> _Work task_:
For each entry below, output it exactly as it stands.

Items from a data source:
//! Receive loop: the single reader of a connection.
//!
//! Reads bytes, decodes frames, and routes each one:
//!
//! - `Stream` frames are fed to the stream table under their own id.
//! - `Response` frames are fed under the exchange id; when the control part
//!   completes it is decoded, its declared streams attached, and the pending
//!   exchange fulfilled.
//! - `Request` frames are fed under the exchange id; when the control part
//!   completes the request is handed to a handler task, so the loop never
//!   waits on application code.
//!
//! Completed `Stream` ids that no control message claimed are discarded.
//! Errors local to one id are logged and the loop continues. Malformed
//! frames, I/O errors and end of input tear the connection down.

use std::sync::Arc;

use bytes::Bytes;
use serde::de::DeserializeOwned;
use tokio::io::{AsyncRead, AsyncReadExt};
use uuid::Uuid;

use crate::assembler::{BodyStream, FeedOutcome, StreamTable};
use crate::codec::JsonCodec;
use crate::connection::Shared;
use crate::error::{Result, StreamwireError};
use crate::message::{
    ReceivedRequest, ReceivedResponse, RequestHeader, ResponseHeader, StreamDescription,
    StreamingResponse,
};
use crate::protocol::{Frame, FrameBuffer, FrameType};

/// Read buffer size.
const READ_BUFFER_SIZE: usize = 64 * 1024;

/// Run until the peer closes, the transport fails, a malformed frame arrives,
/// or the connection is closed locally. Always ends with a teardown.
pub(crate) async fn receive_loop<R>(mut reader: R, shared: Arc<Shared>)
where
    R: AsyncRead + Unpin,
{
    let mut decoder = FrameBuffer::with_max_frame_size(shared.max_frame_size);
    let mut buf = vec![0u8; READ_BUFFER_SIZE];
    let mut shutdown = shared.subscribe();

    let cause = 'read: loop {
        let n = tokio::select! {
            read = reader.read(&mut buf) => match read {
                Ok(0) => {
                    tracing::debug!("Peer closed the connection");
                    break 'read None;
                }
                Ok(n) => n,
                Err(e) => break 'read Some(StreamwireError::Io(e)),
            },
            _ = shutdown.wait_for(|closed| *closed) => break 'read None,
        };

        let frames = match decoder.push(&buf[..n]) {
            Ok(frames) => frames,
            Err(e) => break 'read Some(e),
        };

        for frame in frames {
            if let Err(e) = dispatch_frame(&shared, frame) {
                if e.is_connection_fatal() {
                    break 'read Some(e);
                }
                tracing::debug!("Dropped frame: {}", e);
            }
        }
    };

    if decoder.has_partial_frame() {
        tracing::debug!("Discarding {} bytes of a partial frame", decoder.len());
    }
    shared.teardown(cause.as_ref());
}

/// Route one decoded frame.
fn dispatch_frame(shared: &Arc<Shared>, frame: Frame) -> Result<()> {
    let frame_type = frame.frame_type();
    let id = frame.id();
    let end = frame.is_end();

    tracing::trace!(
        "Frame {:?} id={} len={} end={}",
        frame_type,
        id,
        frame.payload_len(),
        end
    );

    if shared.streams.feed_as(frame_type, id, frame.payload, end)? == FeedOutcome::Pending {
        return Ok(());
    }

    match frame_type {
        FrameType::Stream => {
            // A body's control message always arrives first; a completed
            // stream that nothing consumed has no owner.
            if shared.streams.abandon(id) {
                tracing::debug!("Discarded stream {} with no owning message", id);
            }
            Ok(())
        }
        FrameType::Response => complete_response(shared, id),
        FrameType::Request => complete_request(shared, id),
    }
}

fn complete_response(shared: &Arc<Shared>, id: Uuid) -> Result<()> {
    let header: ResponseHeader = decode_control(&shared.streams.take_completed(id)?)?;

    if !shared.pending.contains(&id) {
        tracing::debug!(
            "{}; discarding {} attached streams",
            StreamwireError::UnknownExchange(id),
            header.streams.len()
        );
        for desc in &header.streams {
            shared.streams.abandon(desc.id);
        }
        return Ok(());
    }

    let streams = attach_streams(&shared.streams, &header.streams);
    shared.pending.fulfill(id, ReceivedResponse::new(header, streams));
    Ok(())
}

fn complete_request(shared: &Arc<Shared>, id: Uuid) -> Result<()> {
    let header: RequestHeader = decode_control(&shared.streams.take_completed(id)?)?;
    tracing::debug!("Request {} {} (exchange {})", header.verb, header.path, id);

    let streams = attach_streams(&shared.streams, &header.streams);
    let request = ReceivedRequest::new(id, header, streams);

    let Some(handler) = shared.handler.clone() else {
        tracing::debug!("No request handler; answering {} with 501", id);
        spawn_respond(shared.clone(), id, StreamingResponse::new(501));
        return Ok(());
    };

    let permit = match shared.handler_permits.clone().try_acquire_owned() {
        Ok(permit) => permit,
        Err(_) => {
            tracing::warn!("Handler capacity reached, answering {} with 503", id);
            spawn_respond(shared.clone(), id, StreamingResponse::new(503));
            return Ok(());
        }
    };

    let shared = shared.clone();
    tokio::spawn(async move {
        // Permit is held until the response is queued.
        let _permit = permit;

        // Run the handler as its own task so a panic still yields a response.
        let response = match tokio::spawn(handler.call(request)).await {
            Ok(Ok(response)) => response,
            Ok(Err(e)) => {
                tracing::error!("Handler error for exchange {}: {}", id, e);
                StreamingResponse::internal_server_error()
            }
            Err(e) => {
                tracing::error!("Handler for exchange {} panicked: {}", id, e);
                StreamingResponse::internal_server_error()
            }
        };
        respond(&shared, id, response).await;
    });

    Ok(())
}

fn spawn_respond(shared: Arc<Shared>, id: Uuid, response: StreamingResponse) {
    tokio::spawn(async move { respond(&shared, id, response).await });
}

async fn respond(shared: &Shared, id: Uuid, response: StreamingResponse) {
    let frames = match response.disassemble(id, shared.max_frame_size as usize) {
        Ok(frames) => frames,
        Err(e) => {
            tracing::error!("Failed to encode response for exchange {}: {}", id, e);
            return;
        }
    };
    if let Err(e) = shared.writer.send(frames).await {
        tracing::debug!("Response for exchange {} not sent: {}", id, e);
    }
}

/// Declare each stream's length and take its consumer.
///
/// A stream that cannot be attached (duplicate or expired id, length already
/// overrun) is skipped with a warning; the rest of the message is delivered.
fn attach_streams(streams: &StreamTable, descriptions: &[StreamDescription]) -> Vec<BodyStream> {
    descriptions
        .iter()
        .filter_map(|desc| {
            let attached = streams
                .expect_length(desc.id, desc.length)
                .and_then(|()| streams.consume(desc.id));
            match attached {
                Ok(stream) => Some(stream.describe(desc)),
                Err(e) => {
                    tracing::warn!("Skipping stream {}: {}", desc.id, e);
                    None
                }
            }
        })
        .collect()
}

/// Control payloads that do not decode mean the peer is not speaking the protocol.
fn decode_control<T: DeserializeOwned>(payload: &Bytes) -> Result<T> {
    JsonCodec::decode(payload)
        .map_err(|e| StreamwireError::MalformedFrame(format!("invalid control header: {}", e)))
}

> _Expected answer_:
//! Receive loop: the single reader of a connection.
//!
//! Reads bytes, decodes frames, and routes each one:
//!
//! - `Stream` frames are fed to the stream table under their own id.
//! - `Response` frames are fed under the exchange id; when the control part
//!   completes it is decoded, its declared streams attached, and the pending
//!   exchange fulfilled.
//! - `Request` frames are fed under the exchange id; when the control part
//!   completes the request is handed to a handler task, so the loop never
//!   waits on application code.
//!
//! Completed `Stream` ids that no control message claimed are discarded.
//! Errors local to one id are logged and the loop continues. Malformed
//! frames, I/O errors and end of input tear the connection down.

use std::sync::Arc;

use bytes::Bytes;
use serde::de::DeserializeOwned;
use tokio::io::{AsyncRead, AsyncReadExt};
use uuid::Uuid;

use crate::assembler::{BodyStream, FeedOutcome, StreamTable};
use crate::codec::JsonCodec;
use crate::connection::Shared;
use crate::error::{Result, StreamwireError};
use crate::message::{
    ReceivedRequest, ReceivedResponse, RequestHeader, ResponseHeader, StreamDescription,
    StreamingResponse,
};
use crate::protocol::{Frame, FrameBuffer, FrameType};

/// Read buffer size.
const READ_BUFFER_SIZE: usize = 64 * 1024;

/// Run until the peer closes, the transport fails, a malformed frame arrives,
/// or the connection is closed locally. Always ends with a teardown.
pub(crate) async fn receive_loop<R>(mut reader: R, shared: Arc<Shared>)
where
    R: AsyncRead + Unpin,
{
    let mut decoder = FrameBuffer::with_max_frame_size(shared.max_frame_size);
    let mut buf = vec![0u8; READ_BUFFER_SIZE];
    let mut shutdown = shared.subscribe();

    let cause = 'read: loop {
        let n = tokio::select! {
            read = reader.read(&mut buf) => match read {
                Ok(0) => {
                    tracing::debug!("Peer closed the connection");
                    break 'read None;
                }
                Ok(n) => n,
                Err(e) => break 'read Some(StreamwireError::Io(e)),
            },
            _ = shutdown.wait_for(|closed| *closed) => break 'read None,
        };

        let frames = match decoder.push(&buf[..n]) {
            Ok(frames) => frames,
            Err(e) => break 'read Some(e),
        };

        for frame in frames {
            if let Err(e) = dispatch_frame(&shared, frame) {
                if e.is_connection_fatal() {
                    break 'read Some(e);
                }
                tracing::debug!("Dropped frame: {}", e);
            }
        }
    };

    if decoder.has_partial_frame() {
        tracing::debug!("Discarding {} bytes of a partial frame", decoder.len());
    }
    shared.teardown(cause.as_ref());
}

/// Route one decoded frame.
fn dispatch_frame(shared: &Arc<Shared>, frame: Frame) -> Result<()> {
    let frame_type = frame.frame_type();
    let id = frame.id();
    let end = frame.is_end();

    tracing::trace!(
        "Frame {:?} id={} len={} end={}",
        frame_type,
        id,
        frame.payload_len(),
        end
    );

    if shared.streams.feed_as(frame_type, id, frame.payload, end)? == FeedOutcome::Pending {
        return Ok(());
    }

    match frame_type {
        FrameType::Stream => {
            // A body's control message always arrives first; a completed
            // stream that nothing consumed has no owner.
            if shared.streams.abandon(id) {
                tracing::debug!("Discarded stream {} with no owning message", id);
            }
            Ok(())
        }
        FrameType::Response => complete_response(shared, id),
        FrameType::Request => complete_request(shared, id),
    }
}

fn complete_response(shared: &Arc<Shared>, id: Uuid) -> Result<()> {
    let header: ResponseHeader = decode_control(&shared.streams.take_completed(id)?)?;

    if !shared.pending.contains(&id) {
        tracing::debug!(
            "{}; discarding {} attached streams",
            StreamwireError::UnknownExchange(id),
            header.streams.len()
        );
        for desc in &header.streams {
            shared.streams.abandon(desc.id);
        }
        return Ok(());
    }

    let streams = attach_streams(&shared.streams, &header.streams);
    shared.pending.fulfill(id, ReceivedResponse::new(header, streams));
    Ok(())
}

fn complete_request(shared: &Arc<Shared>, id: Uuid) -> Result<()> {
    let header: RequestHeader = decode_control(&shared.streams.take_completed(id)?)?;
    tracing::debug!("Request {} {} (exchange {})", header.verb, header.path, id);

    let streams = attach_streams(&shared.streams, &header.streams);
    let request = ReceivedRequest::new(id, header, streams);

    let Some(handler) = shared.handler.clone() else {
        tracing::debug!("No request handler; answering {} with 501", id);
        spawn_respond(shared.clone(), id, StreamingResponse::new(501));
        return Ok(());
    };

    let permit = match shared.handler_permits.clone().try_acquire_owned() {
        Ok(permit) => permit,
        Err(_) => {
            tracing::warn!("Handler capacity reached, answering {} with 503", id);
            spawn_respond(shared.clone(), id, StreamingResponse::new(503));
            return Ok(());
        }
    };

    let shared = shared.clone();
    tokio::spawn(async move {
        // Permit is held until the response is queued.
        let _permit = permit;

        // Run the handler as its own task so a panic still yields a response.
        let response = match tokio::spawn(handler.call(request)).await {
            Ok(Ok(response)) => response,
            Ok(Err(e)) => {
                tracing::error!("Handler error for exchange {}: {}", id, e);
                StreamingResponse::internal_server_error()
            }
            Err(e) => {
                tracing::error!("Handler for exchange {} panicked: {}", id, e);
                StreamingResponse::internal_server_error()
            }
        };
        respond(&shared, id, response).await;
    });

    Ok(())
}

fn spawn_respond(shared: Arc<Shared>, id: Uuid, response: StreamingResponse) {
    tokio::spawn(async move { respond(&shared, id, response).await });
}

async fn respond(shared: &Shared, id: Uuid, response: StreamingResponse) {
    let frames = match response.disassemble(id, shared.max_frame_size as usize) {
        Ok(frames) => frames,
        Err(e) => {
            tracing::error!("Failed to encode response for exchange {}: {}", id, e);
            return;
        }
    };
    if let Err(e) = shared.writer.send(frames).await {
        tracing::debug!("Response for exchange {} not sent: {}", id, e);
    }
}

/// Declare each stream's length and take its consumer.
///
/// A stream that cannot be attached (duplicate or expired id, length already
/// overrun) is skipped with a warning; the rest of the message is delivered.
fn attach_streams(streams: &StreamTable, descriptions: &[StreamDescription]) -> Vec<BodyStream> {
    descriptions
        .iter()
        .filter_map(|desc| {
            let attached = streams
                .expect_length(desc.id, desc.length)
                .and_then(|()| streams.consume(desc.id));
            match attached {
                Ok(stream) => Some(stream.describe(desc)),
                Err(e) => {
                    tracing::warn!("Skipping stream {}: {}", desc.id, e);
                    None
                }
            }
        })
        .collect()
}

/// Control payloads that do not decode mean the peer is not speaking the protocol.
fn decode_control<T: DeserializeOwned>(payload: &Bytes) -> Result<T> {
    JsonCodec::decode(payload)
        .map_err(|e| StreamwireError::MalformedFrame(format!("invalid control header: {}", e)))
}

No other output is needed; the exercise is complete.